Segment Start: MATERIAL FOR THE TASK

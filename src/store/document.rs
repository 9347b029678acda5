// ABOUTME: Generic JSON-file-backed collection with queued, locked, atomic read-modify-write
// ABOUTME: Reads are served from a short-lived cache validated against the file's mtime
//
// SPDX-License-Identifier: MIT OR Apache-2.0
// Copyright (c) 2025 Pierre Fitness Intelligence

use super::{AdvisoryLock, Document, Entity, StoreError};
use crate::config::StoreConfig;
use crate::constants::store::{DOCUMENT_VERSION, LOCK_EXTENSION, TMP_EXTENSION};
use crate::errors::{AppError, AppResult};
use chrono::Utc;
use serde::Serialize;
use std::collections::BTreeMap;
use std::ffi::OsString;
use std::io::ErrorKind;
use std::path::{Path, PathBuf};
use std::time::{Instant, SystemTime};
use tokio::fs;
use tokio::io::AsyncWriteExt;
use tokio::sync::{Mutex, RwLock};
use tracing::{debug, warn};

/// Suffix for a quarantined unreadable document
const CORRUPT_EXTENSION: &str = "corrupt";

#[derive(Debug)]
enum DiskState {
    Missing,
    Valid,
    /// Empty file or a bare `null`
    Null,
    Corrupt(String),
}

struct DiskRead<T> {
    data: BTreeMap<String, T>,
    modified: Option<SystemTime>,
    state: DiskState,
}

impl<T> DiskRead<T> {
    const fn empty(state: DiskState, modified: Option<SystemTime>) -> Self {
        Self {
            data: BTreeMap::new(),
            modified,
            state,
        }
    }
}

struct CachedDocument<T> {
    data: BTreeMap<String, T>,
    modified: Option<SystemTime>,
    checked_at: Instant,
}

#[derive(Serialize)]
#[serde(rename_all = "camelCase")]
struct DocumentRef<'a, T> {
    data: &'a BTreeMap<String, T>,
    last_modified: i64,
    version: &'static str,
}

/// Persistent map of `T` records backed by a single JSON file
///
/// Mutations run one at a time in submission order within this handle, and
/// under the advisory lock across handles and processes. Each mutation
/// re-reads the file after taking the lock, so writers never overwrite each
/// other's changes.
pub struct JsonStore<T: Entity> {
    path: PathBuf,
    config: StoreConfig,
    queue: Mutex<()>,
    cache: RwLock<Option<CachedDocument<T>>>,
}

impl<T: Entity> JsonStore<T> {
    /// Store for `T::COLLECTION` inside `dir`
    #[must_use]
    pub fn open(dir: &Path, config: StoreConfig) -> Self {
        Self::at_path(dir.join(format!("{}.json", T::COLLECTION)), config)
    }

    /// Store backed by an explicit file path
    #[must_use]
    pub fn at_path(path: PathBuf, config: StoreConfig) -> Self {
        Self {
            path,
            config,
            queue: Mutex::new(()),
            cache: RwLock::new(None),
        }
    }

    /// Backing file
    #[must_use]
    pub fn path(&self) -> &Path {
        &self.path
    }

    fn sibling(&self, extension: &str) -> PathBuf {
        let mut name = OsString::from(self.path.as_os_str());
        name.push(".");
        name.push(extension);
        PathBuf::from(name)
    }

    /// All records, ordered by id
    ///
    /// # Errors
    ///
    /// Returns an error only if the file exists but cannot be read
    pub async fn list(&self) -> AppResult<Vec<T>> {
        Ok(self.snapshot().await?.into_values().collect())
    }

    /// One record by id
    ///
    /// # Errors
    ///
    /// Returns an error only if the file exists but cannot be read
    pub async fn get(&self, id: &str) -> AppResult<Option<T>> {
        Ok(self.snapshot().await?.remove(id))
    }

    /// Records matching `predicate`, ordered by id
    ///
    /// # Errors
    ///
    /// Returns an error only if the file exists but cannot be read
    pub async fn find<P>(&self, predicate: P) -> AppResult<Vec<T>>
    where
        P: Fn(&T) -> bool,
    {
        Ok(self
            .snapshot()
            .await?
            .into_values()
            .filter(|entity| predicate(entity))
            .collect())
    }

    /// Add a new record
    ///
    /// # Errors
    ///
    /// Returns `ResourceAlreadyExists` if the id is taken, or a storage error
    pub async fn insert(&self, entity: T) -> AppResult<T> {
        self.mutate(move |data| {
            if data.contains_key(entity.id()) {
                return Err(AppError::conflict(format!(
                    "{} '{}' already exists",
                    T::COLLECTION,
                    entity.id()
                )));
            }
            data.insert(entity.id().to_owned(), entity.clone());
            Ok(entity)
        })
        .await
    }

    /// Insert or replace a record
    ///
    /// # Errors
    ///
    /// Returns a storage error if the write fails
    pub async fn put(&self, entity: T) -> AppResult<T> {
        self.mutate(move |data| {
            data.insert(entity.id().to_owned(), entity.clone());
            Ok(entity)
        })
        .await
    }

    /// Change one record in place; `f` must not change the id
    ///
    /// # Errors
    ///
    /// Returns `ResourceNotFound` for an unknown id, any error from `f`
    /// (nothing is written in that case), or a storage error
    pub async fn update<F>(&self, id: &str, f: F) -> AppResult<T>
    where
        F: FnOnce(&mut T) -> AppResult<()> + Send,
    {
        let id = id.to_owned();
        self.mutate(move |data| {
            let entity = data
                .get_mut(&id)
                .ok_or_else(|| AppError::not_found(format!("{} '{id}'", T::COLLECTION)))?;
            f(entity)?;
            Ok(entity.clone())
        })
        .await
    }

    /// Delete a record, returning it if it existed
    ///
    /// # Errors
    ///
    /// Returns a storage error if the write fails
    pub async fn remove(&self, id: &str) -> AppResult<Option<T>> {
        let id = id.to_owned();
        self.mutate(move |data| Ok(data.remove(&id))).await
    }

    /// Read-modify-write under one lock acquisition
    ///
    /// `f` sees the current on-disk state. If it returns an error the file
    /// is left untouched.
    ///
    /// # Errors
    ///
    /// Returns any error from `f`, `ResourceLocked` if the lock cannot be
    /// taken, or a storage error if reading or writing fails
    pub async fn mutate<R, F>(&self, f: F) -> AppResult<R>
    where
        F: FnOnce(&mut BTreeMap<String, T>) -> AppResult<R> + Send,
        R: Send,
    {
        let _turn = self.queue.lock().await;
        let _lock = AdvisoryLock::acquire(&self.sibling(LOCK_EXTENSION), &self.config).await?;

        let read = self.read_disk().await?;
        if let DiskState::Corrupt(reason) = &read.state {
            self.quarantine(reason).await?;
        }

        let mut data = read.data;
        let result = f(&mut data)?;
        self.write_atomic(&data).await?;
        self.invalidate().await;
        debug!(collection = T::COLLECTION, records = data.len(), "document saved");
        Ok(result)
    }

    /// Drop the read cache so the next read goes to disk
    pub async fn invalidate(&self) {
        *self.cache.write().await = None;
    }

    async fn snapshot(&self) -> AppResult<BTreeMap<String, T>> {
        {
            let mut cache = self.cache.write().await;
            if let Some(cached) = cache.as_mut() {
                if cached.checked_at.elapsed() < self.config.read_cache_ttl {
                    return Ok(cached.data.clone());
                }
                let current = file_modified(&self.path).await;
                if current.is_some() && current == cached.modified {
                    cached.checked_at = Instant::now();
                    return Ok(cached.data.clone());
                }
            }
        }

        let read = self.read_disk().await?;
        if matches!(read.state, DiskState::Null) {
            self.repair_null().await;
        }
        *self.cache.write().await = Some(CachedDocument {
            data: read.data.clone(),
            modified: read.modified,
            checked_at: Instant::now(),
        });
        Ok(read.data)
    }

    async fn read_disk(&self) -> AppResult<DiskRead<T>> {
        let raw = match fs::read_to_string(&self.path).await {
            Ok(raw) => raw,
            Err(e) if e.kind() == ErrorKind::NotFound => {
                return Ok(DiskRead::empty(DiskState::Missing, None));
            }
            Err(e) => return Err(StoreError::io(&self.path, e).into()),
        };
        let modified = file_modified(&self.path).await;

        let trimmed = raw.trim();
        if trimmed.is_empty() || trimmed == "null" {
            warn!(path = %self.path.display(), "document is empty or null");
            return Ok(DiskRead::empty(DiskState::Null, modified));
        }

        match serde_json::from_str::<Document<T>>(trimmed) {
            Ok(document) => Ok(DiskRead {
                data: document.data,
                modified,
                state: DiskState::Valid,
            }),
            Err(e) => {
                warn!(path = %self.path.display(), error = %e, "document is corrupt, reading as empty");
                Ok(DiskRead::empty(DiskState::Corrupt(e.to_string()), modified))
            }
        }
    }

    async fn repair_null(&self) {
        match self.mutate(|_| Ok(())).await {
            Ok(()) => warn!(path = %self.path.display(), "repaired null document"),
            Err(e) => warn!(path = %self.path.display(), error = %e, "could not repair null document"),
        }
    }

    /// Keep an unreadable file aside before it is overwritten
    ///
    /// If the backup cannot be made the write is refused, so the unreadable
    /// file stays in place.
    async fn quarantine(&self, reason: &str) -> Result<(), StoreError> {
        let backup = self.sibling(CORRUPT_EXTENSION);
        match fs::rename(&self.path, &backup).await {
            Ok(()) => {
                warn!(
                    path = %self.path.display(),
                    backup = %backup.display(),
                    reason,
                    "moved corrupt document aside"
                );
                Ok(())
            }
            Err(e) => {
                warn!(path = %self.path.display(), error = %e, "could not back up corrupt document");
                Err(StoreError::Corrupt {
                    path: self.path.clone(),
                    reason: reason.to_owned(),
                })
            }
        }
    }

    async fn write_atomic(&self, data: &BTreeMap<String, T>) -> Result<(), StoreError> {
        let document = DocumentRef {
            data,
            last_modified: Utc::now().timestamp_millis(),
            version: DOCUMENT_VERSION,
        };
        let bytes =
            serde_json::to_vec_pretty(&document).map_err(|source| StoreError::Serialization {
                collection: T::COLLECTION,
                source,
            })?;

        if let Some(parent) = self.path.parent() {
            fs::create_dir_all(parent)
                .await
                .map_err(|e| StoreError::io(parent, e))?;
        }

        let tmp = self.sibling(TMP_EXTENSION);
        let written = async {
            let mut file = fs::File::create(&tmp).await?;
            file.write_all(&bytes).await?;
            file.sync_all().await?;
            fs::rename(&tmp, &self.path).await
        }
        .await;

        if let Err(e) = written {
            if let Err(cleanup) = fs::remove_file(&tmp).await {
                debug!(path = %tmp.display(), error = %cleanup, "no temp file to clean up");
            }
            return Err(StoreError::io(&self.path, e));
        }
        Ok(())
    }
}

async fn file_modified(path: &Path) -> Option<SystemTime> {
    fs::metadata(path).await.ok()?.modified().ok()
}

Segment End: MATERIAL FOR THE TASK

WORK INSTRUCTION: Read through the data and copy every line where "Missing" shows up.

WORKED SOLUTION:
    Missing,
                return Ok(DiskRead::empty(DiskState::Missing, None));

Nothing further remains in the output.